(Stored items)
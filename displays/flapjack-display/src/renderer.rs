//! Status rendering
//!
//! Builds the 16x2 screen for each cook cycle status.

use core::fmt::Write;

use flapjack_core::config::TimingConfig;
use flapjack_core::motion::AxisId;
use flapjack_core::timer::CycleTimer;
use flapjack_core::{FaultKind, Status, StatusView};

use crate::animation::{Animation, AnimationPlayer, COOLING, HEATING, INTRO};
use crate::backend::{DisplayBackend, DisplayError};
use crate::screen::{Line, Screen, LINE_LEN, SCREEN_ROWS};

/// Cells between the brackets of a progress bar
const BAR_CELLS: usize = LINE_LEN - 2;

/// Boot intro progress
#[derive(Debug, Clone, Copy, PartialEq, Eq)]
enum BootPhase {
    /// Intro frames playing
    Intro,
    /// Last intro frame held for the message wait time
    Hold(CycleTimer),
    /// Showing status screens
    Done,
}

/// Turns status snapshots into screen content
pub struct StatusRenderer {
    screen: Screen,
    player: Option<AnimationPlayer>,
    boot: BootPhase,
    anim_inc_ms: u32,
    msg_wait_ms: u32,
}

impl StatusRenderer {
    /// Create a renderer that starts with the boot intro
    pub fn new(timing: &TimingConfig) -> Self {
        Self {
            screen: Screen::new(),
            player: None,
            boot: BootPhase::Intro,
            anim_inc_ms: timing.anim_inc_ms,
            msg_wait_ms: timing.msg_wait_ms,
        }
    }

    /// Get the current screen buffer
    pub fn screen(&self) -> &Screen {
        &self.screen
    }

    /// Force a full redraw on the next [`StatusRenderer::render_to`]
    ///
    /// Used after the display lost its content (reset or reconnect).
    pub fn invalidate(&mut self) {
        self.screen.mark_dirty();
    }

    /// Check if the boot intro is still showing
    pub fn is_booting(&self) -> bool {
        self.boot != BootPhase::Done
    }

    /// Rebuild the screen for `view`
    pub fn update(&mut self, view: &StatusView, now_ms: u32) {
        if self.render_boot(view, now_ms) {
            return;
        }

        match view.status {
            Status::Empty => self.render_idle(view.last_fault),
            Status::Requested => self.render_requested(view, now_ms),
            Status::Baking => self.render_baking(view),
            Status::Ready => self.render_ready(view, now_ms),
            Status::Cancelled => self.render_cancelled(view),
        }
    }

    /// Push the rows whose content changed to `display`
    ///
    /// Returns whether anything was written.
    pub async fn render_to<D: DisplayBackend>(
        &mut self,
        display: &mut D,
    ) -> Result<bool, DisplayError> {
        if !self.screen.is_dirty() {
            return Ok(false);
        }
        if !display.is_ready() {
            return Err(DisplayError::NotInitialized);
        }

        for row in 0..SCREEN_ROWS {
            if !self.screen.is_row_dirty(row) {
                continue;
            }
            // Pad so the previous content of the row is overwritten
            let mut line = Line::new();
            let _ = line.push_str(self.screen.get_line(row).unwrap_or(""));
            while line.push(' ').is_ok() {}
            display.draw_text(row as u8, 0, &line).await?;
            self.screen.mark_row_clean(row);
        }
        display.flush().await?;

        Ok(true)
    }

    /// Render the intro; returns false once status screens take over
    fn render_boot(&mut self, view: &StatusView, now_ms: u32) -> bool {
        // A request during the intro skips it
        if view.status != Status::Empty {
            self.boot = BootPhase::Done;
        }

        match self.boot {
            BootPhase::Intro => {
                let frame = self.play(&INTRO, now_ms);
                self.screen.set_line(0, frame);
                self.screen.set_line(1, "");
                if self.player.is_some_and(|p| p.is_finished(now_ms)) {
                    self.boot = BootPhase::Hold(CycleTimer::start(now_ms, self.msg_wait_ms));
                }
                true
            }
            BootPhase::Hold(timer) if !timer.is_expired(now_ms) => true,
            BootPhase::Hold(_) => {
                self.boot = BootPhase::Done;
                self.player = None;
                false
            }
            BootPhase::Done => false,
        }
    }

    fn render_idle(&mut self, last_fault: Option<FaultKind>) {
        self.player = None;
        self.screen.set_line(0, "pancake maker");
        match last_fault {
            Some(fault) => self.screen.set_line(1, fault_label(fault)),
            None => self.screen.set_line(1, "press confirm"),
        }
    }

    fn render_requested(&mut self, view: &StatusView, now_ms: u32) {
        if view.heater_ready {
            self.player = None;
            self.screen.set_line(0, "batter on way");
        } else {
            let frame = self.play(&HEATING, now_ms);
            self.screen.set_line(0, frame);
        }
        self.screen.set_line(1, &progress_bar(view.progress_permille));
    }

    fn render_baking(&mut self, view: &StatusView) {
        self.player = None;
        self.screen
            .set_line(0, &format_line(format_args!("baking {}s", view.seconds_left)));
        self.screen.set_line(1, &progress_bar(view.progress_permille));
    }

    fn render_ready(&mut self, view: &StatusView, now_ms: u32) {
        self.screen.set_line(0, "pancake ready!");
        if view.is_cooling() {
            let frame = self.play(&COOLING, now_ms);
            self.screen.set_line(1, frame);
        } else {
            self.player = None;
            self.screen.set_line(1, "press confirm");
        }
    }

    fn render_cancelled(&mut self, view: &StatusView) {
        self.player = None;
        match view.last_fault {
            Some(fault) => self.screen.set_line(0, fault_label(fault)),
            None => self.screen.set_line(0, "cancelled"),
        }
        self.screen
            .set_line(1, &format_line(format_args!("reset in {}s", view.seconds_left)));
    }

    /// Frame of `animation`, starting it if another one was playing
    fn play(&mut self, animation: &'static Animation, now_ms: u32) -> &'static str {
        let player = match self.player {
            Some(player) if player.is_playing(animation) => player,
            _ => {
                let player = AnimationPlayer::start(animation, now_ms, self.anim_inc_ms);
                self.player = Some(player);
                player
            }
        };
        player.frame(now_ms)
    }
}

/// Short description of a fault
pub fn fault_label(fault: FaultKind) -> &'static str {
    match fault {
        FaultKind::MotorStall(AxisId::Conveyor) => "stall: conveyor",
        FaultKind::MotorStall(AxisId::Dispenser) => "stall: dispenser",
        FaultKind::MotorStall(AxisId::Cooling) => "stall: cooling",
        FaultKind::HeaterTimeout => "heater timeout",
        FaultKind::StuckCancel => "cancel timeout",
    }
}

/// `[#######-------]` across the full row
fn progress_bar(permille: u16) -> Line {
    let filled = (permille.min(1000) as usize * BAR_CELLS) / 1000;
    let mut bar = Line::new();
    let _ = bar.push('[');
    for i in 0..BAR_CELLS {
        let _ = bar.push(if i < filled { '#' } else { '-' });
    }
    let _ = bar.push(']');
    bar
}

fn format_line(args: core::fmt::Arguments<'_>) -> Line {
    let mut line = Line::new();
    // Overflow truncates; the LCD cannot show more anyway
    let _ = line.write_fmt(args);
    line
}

---

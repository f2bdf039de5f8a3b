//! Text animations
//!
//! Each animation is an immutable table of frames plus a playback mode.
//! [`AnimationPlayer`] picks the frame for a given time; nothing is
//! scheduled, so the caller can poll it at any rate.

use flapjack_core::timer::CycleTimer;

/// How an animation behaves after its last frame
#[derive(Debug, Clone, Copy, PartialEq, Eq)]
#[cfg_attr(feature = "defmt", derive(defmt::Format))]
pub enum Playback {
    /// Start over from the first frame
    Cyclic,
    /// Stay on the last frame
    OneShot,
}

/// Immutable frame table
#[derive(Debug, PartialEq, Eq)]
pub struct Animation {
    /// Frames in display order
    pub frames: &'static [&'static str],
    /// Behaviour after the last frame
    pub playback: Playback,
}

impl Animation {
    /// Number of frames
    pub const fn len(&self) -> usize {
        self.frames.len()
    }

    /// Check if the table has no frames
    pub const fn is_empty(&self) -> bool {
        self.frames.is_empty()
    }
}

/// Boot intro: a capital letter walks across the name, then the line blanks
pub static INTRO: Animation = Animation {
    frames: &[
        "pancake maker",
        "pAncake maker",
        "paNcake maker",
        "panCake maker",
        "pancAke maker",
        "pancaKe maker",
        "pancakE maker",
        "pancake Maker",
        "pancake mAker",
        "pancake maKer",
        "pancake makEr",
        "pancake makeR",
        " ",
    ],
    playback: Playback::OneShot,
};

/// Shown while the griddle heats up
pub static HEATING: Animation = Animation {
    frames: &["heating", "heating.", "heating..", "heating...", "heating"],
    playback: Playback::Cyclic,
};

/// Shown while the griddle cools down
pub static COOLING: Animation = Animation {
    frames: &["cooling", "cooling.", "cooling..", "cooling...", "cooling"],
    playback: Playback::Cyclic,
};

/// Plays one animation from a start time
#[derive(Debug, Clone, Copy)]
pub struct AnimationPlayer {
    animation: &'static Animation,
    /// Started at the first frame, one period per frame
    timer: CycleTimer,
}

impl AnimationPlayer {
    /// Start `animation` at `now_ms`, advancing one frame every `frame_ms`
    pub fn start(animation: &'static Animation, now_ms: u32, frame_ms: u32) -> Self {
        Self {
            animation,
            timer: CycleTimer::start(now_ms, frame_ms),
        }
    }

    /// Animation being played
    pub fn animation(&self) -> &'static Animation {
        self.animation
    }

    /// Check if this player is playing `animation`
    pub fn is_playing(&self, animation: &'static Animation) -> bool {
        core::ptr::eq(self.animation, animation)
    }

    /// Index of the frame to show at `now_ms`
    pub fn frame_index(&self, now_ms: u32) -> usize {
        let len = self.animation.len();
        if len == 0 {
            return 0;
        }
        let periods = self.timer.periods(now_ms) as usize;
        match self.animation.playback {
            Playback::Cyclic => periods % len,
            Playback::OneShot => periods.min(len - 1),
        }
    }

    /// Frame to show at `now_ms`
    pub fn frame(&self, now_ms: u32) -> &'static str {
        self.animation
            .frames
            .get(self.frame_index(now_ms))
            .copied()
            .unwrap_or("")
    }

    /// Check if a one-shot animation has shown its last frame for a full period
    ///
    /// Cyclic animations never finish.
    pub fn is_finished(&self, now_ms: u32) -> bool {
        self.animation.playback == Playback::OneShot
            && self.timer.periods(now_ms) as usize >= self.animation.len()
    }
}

* **TASK**: Filter the records above and return every line that holds the word "after".

* **SOLUTION TO THIS PROBLEM**:
    /// Used after the display lost its content (reset or reconnect).
/// How an animation behaves after its last frame
    /// Behaviour after the last frame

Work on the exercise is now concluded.